家族の事情(14)
公爵の言葉にレオノーレは納得出来ないらしい。彼に注ぐ視線は変わらず冷たかった。
「それで……公妃さまは御子をお産みになったのですよね……?」
ハーブティーに手をつける余裕もないまま聞いていたエリュゼが、恐る恐る言った。貴族社会に埋もれたとんでもない秘密を握らされようとしていることに気づきながらも、ここまで聞いたからには続きが気になって仕方ないようだ。

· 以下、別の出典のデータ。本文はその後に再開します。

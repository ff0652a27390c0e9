//! In-process cart storage.

use crate::domain::repositories::{CartStorage, CartStorageResult};
use async_trait::async_trait;
use std::collections::HashMap;
use tokio::sync::RwLock;
use tracing::debug;

/// Cart storage held in a process-local map.
///
/// Used when `REDIS_URL` is unset or Redis is unreachable at startup, and
/// by the HTTP tests. Entries never expire and are lost on restart.
pub struct MemoryCartStorage {
    entries: RwLock<HashMap<String, String>>,
}

impl MemoryCartStorage {
    pub fn new() -> Self {
        debug!("Using MemoryCartStorage (carts are not shared between instances)");
        Self {
            entries: RwLock::new(HashMap::new()),
        }
    }

    /// Number of stored carts.
    pub async fn len(&self) -> usize {
        self.entries.read().await.len()
    }

    pub async fn is_empty(&self) -> bool {
        self.entries.read().await.is_empty()
    }
}

impl Default for MemoryCartStorage {
    fn default() -> Self {
        Self::new()
    }
}

#[async_trait]
impl CartStorage for MemoryCartStorage {
    async fn get(&self, key: &str) -> CartStorageResult<Option<String>> {
        Ok(self.entries.read().await.get(key).cloned())
    }

    async fn set(&self, key: &str, blob: &str) -> CartStorageResult<()> {
        self.entries
            .write()
            .await
            .insert(key.to_string(), blob.to_string());
        Ok(())
    }

    async fn remove(&self, key: &str) -> CartStorageResult<()> {
        self.entries.write().await.remove(key);
        Ok(())
    }

    async fn health_check(&self) -> bool {
        true
    }
}
//! Book entity representing a catalog record.

use rust_decimal::Decimal;
use serde::{Deserialize, Serialize};

/// Store-assigned book identifier.
pub type BookId = i64;

/// A book as held by the catalog store.
///
/// Books are read-only to this service; they are created and edited through
/// store-side administration.
#[derive(Debug, Clone, PartialEq, Eq, Serialize, Deserialize, sqlx::FromRow)]
#[serde(rename_all = "camelCase")]
pub struct Book {
    pub book_id: BookId,
    pub title: String,
    pub author: String,
    pub publisher: String,
    pub isbn: String,
    pub classification: String,
    pub category: String,
    pub page_count: i32,
    #[serde(with = "rust_decimal::serde::float")]
    pub price: Decimal,
}

impl Book {
    /// Creates a new Book instance.
    #[allow(clippy::too_many_arguments)]
    pub fn new(
        book_id: BookId,
        title: String,
        author: String,
        publisher: String,
        isbn: String,
        classification: String,
        category: String,
        page_count: i32,
        price: Decimal,
    ) -> Self {
        Self {
            book_id,
            title,
            author,
            publisher,
            isbn,
            classification,
            category,
            page_count,
            price,
        }
    }

    /// Returns true if the book's category equals `category`, ignoring case.
    pub fn in_category(&self, category: &str) -> bool {
        self.category.to_lowercase() == category.to_lowercase()
    }
}

#[cfg(test)]
mod tests {
    use super::*;
    use serde_json::json;

    fn sample() -> Book {
        Book::new(
            7,
            "The Hobbit".to_string(),
            "J.R.R. Tolkien".to_string(),
            "Allen & Unwin".to_string(),
            "978-0261102217".to_string(),
            "Fiction".to_string(),
            "Fantasy".to_string(),
            310,
            Decimal::new(1299, 2),
        )
    }

    #[test]
    fn test_book_creation() {
        let book = sample();

        assert_eq!(book.book_id, 7);
        assert_eq!(book.title, "The Hobbit");
        assert_eq!(book.page_count, 310);
        assert_eq!(book.price, Decimal::new(1299, 2));
    }

    #[test]
    fn test_in_category_ignores_case() {
        let book = sample();

        assert!(book.in_category("fantasy"));
        assert!(book.in_category("FANTASY"));
        assert!(!book.in_category("Fantasy Classics"));
    }

    #[test]
    fn test_book_json_shape() {
        let value = serde_json::to_value(sample()).unwrap();

        assert_eq!(value["bookId"], 7);
        assert_eq!(value["pageCount"], 310);
        assert_eq!(value["isbn"], "978-0261102217");
        assert_eq!(value["price"], json!(12.99));
    }
}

ユニカも居住まいを正してレオノーレの方へ耳を傾ける。
そう、話はまだ終わっていない。
「ええ。例え父親が騎士であっても、王女の子なら間違いなく王家の血を引いているわ。当時、国王に即位したばかりの陛下には御子がいらっしゃらないばかりかお妃を亡くされていたから、王女の産む子供は第一位の王位継承権を持つことになる。堕(お)ろさせることなんて出来なかった」
ハイデマリーの懐妊が発覚し、その相手が公子ではないことが判明したあと、王家と大公家の間では秘密裏に協議が行われた。
シヴィロ王国とウゼロ公国。
王家と大公家。
ともに歴史を歩む一対の翼。
「あたしたちは離れられない。だから当時の大人たちは全部秘密にすると決めたのよ。巡るべきときが巡ったあと、ハイデマリー王女は無事に男児を出産したわ。生まれた男児は、王女と公子の第一子として大公家の系譜に名を刻まれた」
蜜の糸のような金の髪。青にも緑にも見える湖水のような色の瞳。
レオノーレの口から語られたハイデマリーを飾る言葉が、ユニカの中で別の青年の容姿へと当てはまる。
そうなのか。そういうことだったのか。彼やレオノーレが口にする不可解な言葉のいくつかが意味を持ち、鈍い痛みとともにユニカの胸に落ちて収まった。
すでに答えを知ったユニカを見つめて、レオノーレは低く呟く。隠されていた残酷な解答の内の一つを。
「それがディルクよ」
燭台の蝋燭が一本燃え尽き、芯が倒れるのと同時に柔らかな闇が領地を広げた。